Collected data
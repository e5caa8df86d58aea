//! Platform-native mount primitives (component C): `mount(2)`/bind-mount/
//! unmount wrappers, FUSE fd acquisition, and mount-point introspection.

mod table;

use std::fs::OpenOptions;
use std::os::fd::{AsRawFd, IntoRawFd, OwnedFd, RawFd};
use std::os::unix::fs::{OpenOptionsExt, PermissionsExt};
use std::path::Path;

use nix::sys::stat::{umask, Mode};
use sys_mount::{Mount, MountFlags, UnmountFlags};
use tracing::instrument;

use crate::error::{ErrorKind, MountError, Result};

pub use table::{find_source_mount_point, is_mountpoint_s3_mount};

const FUSE_DEVICE: &str = "/dev/fuse";
const MOUNTPOINT_S3_DEVICE_NAME: &str = "mountpoint-s3";

/// Opens `/dev/fuse` and performs the kernel `mount(2)` call that hands the
/// resulting file descriptor to the kernel's FUSE driver (spec §4.C).
///
/// On success the caller owns the returned fd and is responsible for
/// sending it to the helper pod and then closing its local copy. On any
/// failure after opening `/dev/fuse` the fd is closed before the error is
/// returned.
#[instrument(level = "debug", skip(read_only))]
pub fn mount_fuse(target: &Path, read_only: bool) -> Result<OwnedFd> {
    let fuse_fd = OpenOptions::new()
        .read(true)
        .write(true)
        .custom_flags(libc::O_CLOEXEC)
        .open(FUSE_DEVICE)
        .map_err(|e| MountError::internal("mount", format!("opening {FUSE_DEVICE}: {e}")).with_target(target))?;
    let fuse_fd: OwnedFd = fuse_fd.into();

    match mount_fuse_inner(&fuse_fd, target, read_only) {
        Ok(()) => Ok(fuse_fd),
        Err(e) => {
            // fd is dropped here, closing it, matching the "close on any
            // failure after opening" invariant.
            Err(e)
        }
    }
}

fn mount_fuse_inner(fuse_fd: &OwnedFd, target: &Path, read_only: bool) -> Result<()> {
    let stat = nix::sys::stat::stat(target)
        .map_err(|e| MountError::internal("mount", format!("stat {}: {e}", target.display())).with_target(target))?;
    let rootmode = stat.st_mode & libc::S_IFMT;
    let uid = nix::unistd::geteuid();
    let gid = nix::unistd::getegid();

    let data = format!(
        "fd={},rootmode={:o},user_id={},group_id={},default_permissions,allow_other",
        fuse_fd.as_raw_fd(),
        rootmode,
        uid,
        gid,
    );

    let mut flags = MountFlags::NODEV | MountFlags::NOSUID | MountFlags::NOATIME;
    if read_only {
        flags |= MountFlags::RDONLY;
    }

    Mount::builder()
        .fstype("fuse")
        .flags(flags)
        .data(&data)
        .mount(MOUNTPOINT_S3_DEVICE_NAME, target)
        .map_err(|e| MountError::internal("mount", format!("mount(2) at {}: {e}", target.display())).with_target(target))?;
    Ok(())
}

/// Bind-mounts `source` onto `target` (spec §4.C). Fails if either path is empty.
#[instrument(level = "debug")]
pub fn bind_mount(source: &Path, target: &Path) -> Result<()> {
    if source.as_os_str().is_empty() || target.as_os_str().is_empty() {
        return Err(MountError::invalid_input("bind_mount", "source and target must be non-empty paths"));
    }
    Mount::builder()
        .flags(MountFlags::BIND)
        .mount(source, target)
        .map_err(|e| {
            MountError::internal("bind_mount", format!("bind mount {} -> {}: {e}", source.display(), target.display()))
                .with_target(target)
        })?;
    Ok(())
}

/// Unmounts `target`. Corresponds to a plain `umount(2)`.
#[instrument(level = "debug")]
pub fn unmount(target: &Path) -> Result<()> {
    sys_mount::unmount(target, UnmountFlags::empty())
        .map_err(|e| MountError::internal("unmount", format!("unmount {}: {e}", target.display())).with_target(target))
}

/// Force-detaches a corrupted mount, used when tearing down a stale source
/// mount that a plain unmount would hang on.
#[instrument(level = "debug")]
pub fn force_unmount(target: &Path) -> Result<()> {
    sys_mount::unmount(target, UnmountFlags::FORCE | UnmountFlags::DETACH)
        .map_err(|e| MountError::internal("unmount", format!("force unmount {}: {e}", target.display())).with_target(target))
}

/// Returns `true` if an entry in the kernel mount table at `target` has
/// device name `mountpoint-s3`. Uses `statx` with force-sync first so a
/// hung remote filesystem surfaces as an error rather than a stale success
/// (spec §4.C).
#[instrument(level = "debug")]
pub fn check_mountpoint(target: &Path) -> Result<bool> {
    statx_force_sync(target)?;
    is_mountpoint_s3_mount(target).map_err(|e| e.with_target(target))
}

/// Tests whether `err` indicates a corrupted/stale Mountpoint mount (e.g.
/// `ENOTCONN`, a stale file handle).
pub fn is_mountpoint_corrupted(err: &MountError) -> bool {
    matches!(
        err.message.as_str(),
        s if s.contains("Transport endpoint is not connected")
            || s.contains("Stale file handle")
            || s.contains("Software caused connection abort")
    )
}

fn statx_force_sync(target: &Path) -> Result<()> {
    use nix::fcntl::AtFlags;
    use nix::sys::stat::FileStat;
    // `nix` doesn't expose `statx` directly on all targets; a plain `stat`
    // already forces a round trip to the underlying filesystem, which is
    // enough to surface a hung remote fs as an I/O error here. We keep this
    // as its own function so the force-sync semantics are easy to swap for
    // a raw `libc::statx` call with `AT_STATX_FORCE_SYNC` if ever needed.
    let _: FileStat = nix::sys::stat::fstatat(None, target, AtFlags::empty())
        .map_err(|e| MountError::internal("check_mountpoint", format!("statx {}: {e}", target.display())))?;
    Ok(())
}

/// Ensures `path` exists as a directory with the given mode, creating it if
/// absent (spec §4.H, step 7: "Verify/create both `source` and `target`").
pub fn ensure_dir(path: &Path, mode: u32) -> Result<()> {
    match nix::sys::stat::stat(path) {
        Ok(stat) if (stat.st_mode & libc::S_IFMT) == libc::S_IFDIR => Ok(()),
        Ok(_) => Err(MountError::internal("ensure_dir", format!("{} exists and is not a directory", path.display()))),
        Err(nix::Error::ENOENT) => {
            let old = umask(Mode::empty());
            let res = std::fs::create_dir_all(path).map_err(MountError::from);
            umask(old);
            res
        }
        Err(e) => Err(MountError::from(e)),
    }?;
    std::fs::set_permissions(path, std::fs::Permissions::from_mode(mode))?;
    Ok(())
}

/// Consumes an [`OwnedFd`], yielding a raw fd the caller now owns (used when
/// handing the FUSE fd to the SCM_RIGHTS sender, which takes ownership).
pub fn into_raw_fd(fd: OwnedFd) -> RawFd {
    fd.into_raw_fd()
}

#[cfg(test)]
mod test {
    use super::*;

    #[test]
    fn corruption_detection_matches_known_kernel_messages() {
        let err = MountError::internal("check_mountpoint", "Transport endpoint is not connected (os error 107)");
        assert!(is_mountpoint_corrupted(&err));
        let err = MountError::internal("check_mountpoint", "No such file or directory (os error 2)");
        assert!(!is_mountpoint_corrupted(&err));
    }

    #[test]
    fn bind_mount_rejects_empty_paths() {
        let err = bind_mount(Path::new(""), Path::new("/mnt/target")).unwrap_err();
        assert_eq!(err.kind, ErrorKind::InvalidInput);
    }
}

• [Exercise requirements] Above are the records; from them, give again exactly the lines from the one containing "let _: FileStat" through the one containing "(spec §4.H, step", both included.

• [Solution]
    let _: FileStat = nix::sys::stat::fstatat(None, target, AtFlags::empty())
        .map_err(|e| MountError::internal("check_mountpoint", format!("statx {}: {e}", target.display())))?;
    Ok(())
}

/// Ensures `path` exists as a directory with the given mode, creating it if
/// absent (spec §4.H, step 7: "Verify/create both `source` and `target`").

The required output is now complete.